Talc has been used for over a century in a variety of cosmetic products. While pure cosmetic talc (free of asbestos) is not considered a risk factor for mesothelioma, it has been recently suggested that inhalation of cosmetic talc containing trace levels of asbestos is a risk factor for mesothelioma. Bulk analyses of cosmetic talcum products were performed in the 1960s and 1970s, however, the analytical methods used at that time were incapable of determining whether asbestos minerals were present in the asbestiform versus non-asbestiform habit. The distinction between these two mineral habits is critical, as non-asbestiform amphibole minerals do not present an asbestos-related cancer risk via inhalation. As such, we evaluated six historical talcum powders using modern-era analytical methods to determine if asbestos is present, and if so, to identify the mineral habit (asbestiform versus non-asbestiform) of the asbestos.
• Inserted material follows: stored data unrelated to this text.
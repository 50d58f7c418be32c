// Chart binder - turns computed slot data into renderer-ready descriptions
use crate::domain::aggregation::{AggregationResult, ColumnTypeCounts, CorrelationMatrix, DistributionResult, Grouping, SlotData};
use crate::domain::chart::{
    AxisDescription, BoxDescription, ChartBody, ChartDescription, ChartPoint, ChartSpec, Computation,
    SeriesDescription, SeriesSelection, SliceDescription,
};
use crate::domain::classification::{classify_plot, station_code};

pub const PLACEHOLDER_MESSAGE: &str = "No data available";

const DEFAULT_PALETTE: [&str; 5] = ["green", "lime", "teal", "#006400", "#9DC183"];
const DEFAULT_COLOR_SCALE: &str = "Greens";
const HOUR_TICK_STEP: usize = 5;

/// Bind one slot's data to its chart description. Never fails; empty data
/// yields a placeholder.
pub fn bind(data: &SlotData, spec: &ChartSpec) -> ChartDescription {
    let body = match data {
        SlotData::Aggregated(result) => series_body(result, spec),
        SlotData::Distribution(result) => box_body(result, spec),
        SlotData::Correlation(matrix) => heatmap_body(matrix, spec),
        SlotData::ColumnTypes(counts) => slice_body(counts, spec),
        SlotData::Empty(reason) => {
            tracing::debug!("Chart {} has no data: {:?}", spec.id, reason);
            ChartBody::Placeholder {
                message: PLACEHOLDER_MESSAGE.to_string(),
            }
        }
    };

    let mut x_axis = AxisDescription::titled(spec.x_label.clone());
    if is_hourly(spec) && !data.is_empty() {
        x_axis.tick_values = (0..24).step_by(HOUR_TICK_STEP).map(|h| h.to_string()).collect();
        x_axis.tick_labels = (0..24).step_by(HOUR_TICK_STEP).map(|h| format!("{}:00", h)).collect();
    }

    ChartDescription {
        id: spec.id.clone(),
        title: spec.title.clone(),
        kind: spec.kind,
        x_axis,
        y_axis: AxisDescription::titled(spec.y_label.clone()),
        legend_title: spec.legend_title.clone(),
        body,
    }
}

fn is_hourly(spec: &ChartSpec) -> bool {
    matches!(
        spec.computation,
        Computation::Aggregate {
            grouping: Grouping::Hour,
            ..
        }
    )
}

/// Colour for the `index`-th series named `name`
fn series_color(spec: &ChartSpec, name: &str, index: usize) -> String {
    if let SeriesSelection::Columns(series) = &spec.selection {
        let explicit = series.iter().find_map(|s| {
            let label = s.label.as_deref().unwrap_or_else(|| classify_plot(&s.column).label());
            (label == name).then_some(s.color.as_ref()).flatten()
        });
        if let Some(color) = explicit {
            return color.clone();
        }
    }

    if spec.palette.is_empty() {
        DEFAULT_PALETTE[index % DEFAULT_PALETTE.len()].to_string()
    } else {
        spec.palette[index % spec.palette.len()].clone()
    }
}

fn series_body(result: &AggregationResult, spec: &ChartSpec) -> ChartBody {
    let series = result
        .series_labels()
        .into_iter()
        .enumerate()
        .map(|(index, name)| SeriesDescription {
            name: name.to_string(),
            color: series_color(spec, name, index),
            points: result
                .rows
                .iter()
                .filter(|row| row.series == name)
                .map(|row| ChartPoint {
                    category: row.key.category_label(),
                    value: row.value,
                })
                .collect(),
        })
        .collect();

    ChartBody::Series { series }
}

fn box_body(result: &DistributionResult, spec: &ChartSpec) -> ChartBody {
    let boxes = result
        .boxes
        .iter()
        .enumerate()
        .map(|(index, summary)| BoxDescription {
            name: summary.series.clone(),
            color: series_color(spec, &summary.series, index),
            legend: station_code(&summary.series)
                .filter(|code| code.code() == summary.series)
                .map(|code| code.description().to_string()),
            count: summary.count,
            min: summary.min,
            q1: summary.q1,
            median: summary.median,
            q3: summary.q3,
            max: summary.max,
        })
        .collect();

    ChartBody::Boxes { boxes }
}

fn heatmap_body(matrix: &CorrelationMatrix, spec: &ChartSpec) -> ChartBody {
    ChartBody::Heatmap {
        labels: matrix.labels.clone(),
        z: matrix.values.clone(),
        color_scale: spec
            .palette
            .first()
            .cloned()
            .unwrap_or_else(|| DEFAULT_COLOR_SCALE.to_string()),
    }
}

fn slice_body(counts: &ColumnTypeCounts, spec: &ChartSpec) -> ChartBody {
    let slices = [
        ("Numeric", counts.numeric),
        ("Categorical", counts.categorical),
        ("Datetime", counts.datetime),
    ]
    .into_iter()
    .filter(|(_, count)| *count > 0)
    .enumerate()
    .map(|(index, (name, count))| SliceDescription {
        name: name.to_string(),
        color: series_color(spec, name, index),
        value: count as f64,
    })
    .collect();

    ChartBody::Slices { slices }
}
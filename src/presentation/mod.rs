// Presentation layer - HTTP handlers and shared state
pub mod app_state;
pub mod handlers;
// Repository trait for measurement table access
use crate::domain::measurement::MeasurementTable;
use async_trait::async_trait;

#[async_trait]
pub trait MeasurementRepository: Send + Sync {
    /// Load the full measurement table.
    /// Sources that cannot be read produce an empty table rather than an error.
    async fn load_table(&self) -> MeasurementTable;
}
Based on their labels, the products were produced by four manufacturers and sold between 1940 and 1977. The products were analyzed in duplicate by two laboratories using standard protocols. Laboratory A analyzed samples using X-ray diffraction (XRD) and polarized light microscopy (PLM), and Laboratory B analyzed samples using PLM and transmission electron microscopy (TEM) with energy dispersive X-ray analysis (EDX) and selected area electron diffraction (SAED). No asbestiform minerals were found in any of the products. Nonetheless, even if some historical cosmetic talcum products contained trace amounts (≤0.1%) of asbestiform minerals, any resulting asbestos exposure would be expected to be exceedingly low, and comparable to exposures from breathing ambient air.